Le ronronnement du train qui file de Nancy vers Metz vibre sous mes cuisses. Loin de mon mari, de mes repères, je suis Anonyme. Juste une voyageuse aux cheveux noirs longs, cheveux qui balaient mon dos comme un voile secret. À Nancy pour un stage d’informatique, je profite de cette bulle. Hier, devant la librairie du stage, j’ai revu ce type à l’éclair au café. Son regard m’avait accroché des semaines avant, en balade urbaine. Hasard ? Je m’en fous. Le désir pulse déjà.

Dans la salle de cours, je rate mon train exprès. Retardataire chronique, j’entre, dossier en main, et squatte la place libre près de lui. Bernard. Cheveux sages, sourire timide. À la cantine, je m’incruste à sa table. “À quel parfum était l’éclair ?” Il bégaie, se souvient. On rit, on papote banalités. Demain, je m’assois à côté. Mes questions foireuses distraient tout le monde, surtout lui. Le soir, train en solo pour moi le dernier jour. “Allons à la pépinière”, je propose. Allées de roses trémières blanches, parfum sucré dans l’air chaud. Main dans la main. Je pivote, l’embrasse fougueusement. Bouche ouverte, langues qui dansent. “Je n’ai plus de souffle”, je halète avant de replonger. Banc à l’écart, baisers interminables. Le temps s’arrête. Gens qui passent, j’m’en bats les couilles. Train bondé, mains enlacées, mais pudeur devant l’gamin. À Metz, sa collègue nous dépose. Clin d’œil complice en partant.

L’Approche : Liberté géographique et frisson de la rencontre

Deux jours plus tard, je sonne chez lui. Ascenseur qui monte, bouches collées, langues voraces. Salon, banquette. Chemises volent. Mes seins nus sous ses paumes, tétons qui durcissent comme des cailloux. Il suce, lèche, alterne. Gémissements qui montent. Jupe glisse, culotte blanche en coton atterrit par terre. À genoux, il respire mon sexe. Souffle chaud sur ma fente humide. Langue qui fouille, clito gonflé qui pulse. Je jouis fort, mains sur sa tête, corps qui convulse. Puis je le chevauche. Cheveux sur son ventre, bouche sur sa bite raide. Gland salivé, gorge profonde. Je suce, pompe, tourne. Il écarte mes mèches, nos regards se verrouillent. Torride.

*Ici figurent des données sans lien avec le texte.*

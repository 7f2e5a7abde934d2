pub mod step1_locate;
pub mod step2_import;
pub mod step3_filter;

use crate::step1_locate::{locate_source, LocateError};
use crate::step2_import::{import_trips, ImportError};
use crate::step3_filter::apply_filters;
use common::types::config::CitySources;
use common::types::filter::FilterCriteria;
use common::types::trip::TripTable;
use log::debug;
use polars::error::PolarsError;
use std::fmt;
use std::fmt::Display;

/// Loads the trips of `criteria.city` and keeps the ones matching the month and day filters.
/// No matching trip is not an error, the table is just empty then.
pub fn load(sources: &CitySources, criteria: &FilterCriteria) -> Result<TripTable, LoadError> {
    let path = locate_source(sources, criteria.city)?;
    let trips = import_trips(&path)?;
    let filtered = apply_filters(trips, criteria.month, criteria.day);

    let table = TripTable::new(filtered.collect()?);
    debug!(target: "loader", "Loaded {} trips from '{}' ({})", table.len(), path.display(), criteria);

    Ok(table)
}

#[derive(thiserror::Error, Debug)]
pub enum LoadError {
    Locate(#[from] LocateError),
    Import(#[from] ImportError),
    Polars(#[from] PolarsError),
}

impl Display for LoadError {
    fn fmt(&self, f: &mut fmt::Formatter) -> fmt::Result {
        let err: &dyn Display = match self {
            LoadError::Locate(err) => err,
            LoadError::Import(err) => err,
            LoadError::Polars(err) => err,
        };
        write!(f, "{}", err)
    }
}

#[cfg(test)]
pub(crate) mod tests {
    use super::*;
    use chrono::{Datelike, NaiveDateTime};
    use common::types::filter::{City, Day, DayFilter, Month, MonthFilter};
    use common::types::trip::{DAY_OF_WEEK, MONTH, START_TIME_FORMAT};
    use common::util::df::{str_at, u32_at};
    use std::collections::HashMap;
    use std::io::Write;
    use std::path::Path;
    use tempfile::TempDir;

    pub(crate) const CHICAGO_CSV: &str = "\
Start Time,End Time,Trip Duration,Start Station,End Station,User Type,Gender,Birth Year
2017-01-01 00:07:57,2017-01-01 00:20:53,776,Canal St & Adams St,Clinton St & Madison St,Subscriber,Male,1984.0
2017-01-02 08:10:00,2017-01-02 08:20:00,600,Canal St & Adams St,Clinton St & Madison St,Subscriber,Female,1990.0
2017-03-06 17:00:00,2017-03-06 17:30:00,1800,Clinton St & Madison St,Canal St & Adams St,Customer,,
2017-03-07 17:45:00,2017-03-07 17:50:00,300,Canal St & Adams St,Wells St & Elm St,Subscriber,Male,1990.0
2017-06-05 09:00:00,2017-06-05 09:15:30,930.5,Wells St & Elm St,Canal St & Adams St,Subscriber,Female,1975.0
2017-06-06 23:59:59,2017-06-07 00:10:00,601,Wells St & Elm St,Wells St & Elm St,Customer,,
";

    pub(crate) fn write_csv(dir: &Path, name: &str, content: &str) -> std::path::PathBuf {
        let path = dir.join(name);
        let mut file = std::fs::File::create(&path).unwrap();
        file.write_all(content.as_bytes()).unwrap();
        path
    }

    fn chicago_sources() -> (TempDir, CitySources) {
        let dir = TempDir::new().unwrap();
        write_csv(dir.path(), "chicago.csv", CHICAGO_CSV);
        let sources = CitySources::new(dir.path().to_path_buf(), HashMap::new());
        (dir, sources)
    }

    fn criteria(month: MonthFilter, day: DayFilter) -> FilterCriteria {
        FilterCriteria { city: City::Chicago, month, day }
    }

    #[test]
    fn test_load_unfiltered() {
        let (_dir, sources) = chicago_sources();

        let table = load(&sources, &criteria(MonthFilter::All, DayFilter::All)).unwrap();
        assert_eq!(table.len(), 6);

        // The derived columns agree with an independent parse of the raw timestamps
        let raw_start_times: Vec<&str> = CHICAGO_CSV.lines().skip(1)
            .map(|line| line.split(',').next().unwrap())
            .collect();
        for (row, raw) in raw_start_times.iter().enumerate() {
            let timestamp = NaiveDateTime::parse_from_str(raw, START_TIME_FORMAT).unwrap();
            assert_eq!(u32_at(table.frame(), MONTH, row).unwrap(), Some(timestamp.month()));
            assert_eq!(
                str_at(table.frame(), DAY_OF_WEEK, row).unwrap().as_deref(),
                Some(Day::from(timestamp.weekday()).name()),
            );
        }
    }

    #[test]
    fn test_load_filtered() {
        let (_dir, sources) = chicago_sources();

        let table = load(&sources, &criteria(MonthFilter::Only(Month::March), DayFilter::Only(Day::Tuesday))).unwrap();
        assert_eq!(table.len(), 1);
        assert_eq!(str_at(table.frame(), "End Station", 0).unwrap().as_deref(), Some("Wells St & Elm St"));

        let table = load(&sources, &criteria(MonthFilter::Only(Month::June), DayFilter::All)).unwrap();
        assert_eq!(table.len(), 2);
    }

    #[test]
    fn test_load_without_matches_is_empty() {
        let (_dir, sources) = chicago_sources();

        let table = load(&sources, &criteria(MonthFilter::Only(Month::February), DayFilter::All)).unwrap();
        assert!(table.is_empty());
    }

    #[test]
    fn test_load_missing_file() {
        let dir = TempDir::new().unwrap();
        let sources = CitySources::new(dir.path().to_path_buf(), HashMap::new());

        let result = load(&sources, &criteria(MonthFilter::All, DayFilter::All));
        assert!(matches!(result, Err(LoadError::Locate(LocateError::MissingFile(_)))));
    }

    #[test]
    fn test_load_bad_timestamp() {
        let dir = TempDir::new().unwrap();
        write_csv(dir.path(), "chicago.csv", "\
Start Time,Trip Duration,Start Station,End Station,User Type
2017-01-01 00:07:57,776,A,B,Subscriber
01/02/2017 8:10,600,A,B,Subscriber
");
        let sources = CitySources::new(dir.path().to_path_buf(), HashMap::new());

        let result = load(&sources, &criteria(MonthFilter::All, DayFilter::All));
        assert!(matches!(result, Err(LoadError::Polars(_))));
    }

    #[test]
    fn test_load_non_numeric_duration() {
        let dir = TempDir::new().unwrap();
        write_csv(dir.path(), "chicago.csv", "\
Start Time,Trip Duration,Start Station,End Station,User Type
2017-01-01 00:07:57,100,A,B,Subscriber
2017-01-02 08:10:00,oops,A,B,Subscriber
");
        let sources = CitySources::new(dir.path().to_path_buf(), HashMap::new());

        let result = load(&sources, &criteria(MonthFilter::All, DayFilter::All));
        assert!(matches!(result, Err(LoadError::Polars(_))));
    }
}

L’Explosion : Sexe brut et plaisirs déchaînés

Chambre, lit frais qui craque sous nous. Nue, jambes écartées. “Pas de pilule, pas de capote. Sors-toi à temps.” Il hoche, excité. Sa queue me perce, couilles qui claquent. Mouvements lents puis frénétiques. “Je te sens bien en moi”, je murmure, ongles dans son dos. Je m’ondule, gémis comme une chienne. Il se retire, gicle chaud sur mon ventre. “C’est chaud”, je ris. Baisers langoureux, corps enlacés. Culotte remise, on discute peau contre peau. Puis je repars, rhabillée slow-mo pour graver l’image.

Matinale, enveloppe glissée dans sa boîte. “Merci pour ces moments. T’es un mec bien. Ne me cherche pas. Tu m’as comblée plus que mon mari, mais je le quitte pas.” Voiture qui démarre, ville qui défile. Je boucle mon sac imaginaire, rends les clés du moment. À Nancy ou ailleurs, prochaine escale m’attend. Anonyme repart, traces effacées. Frisson intact.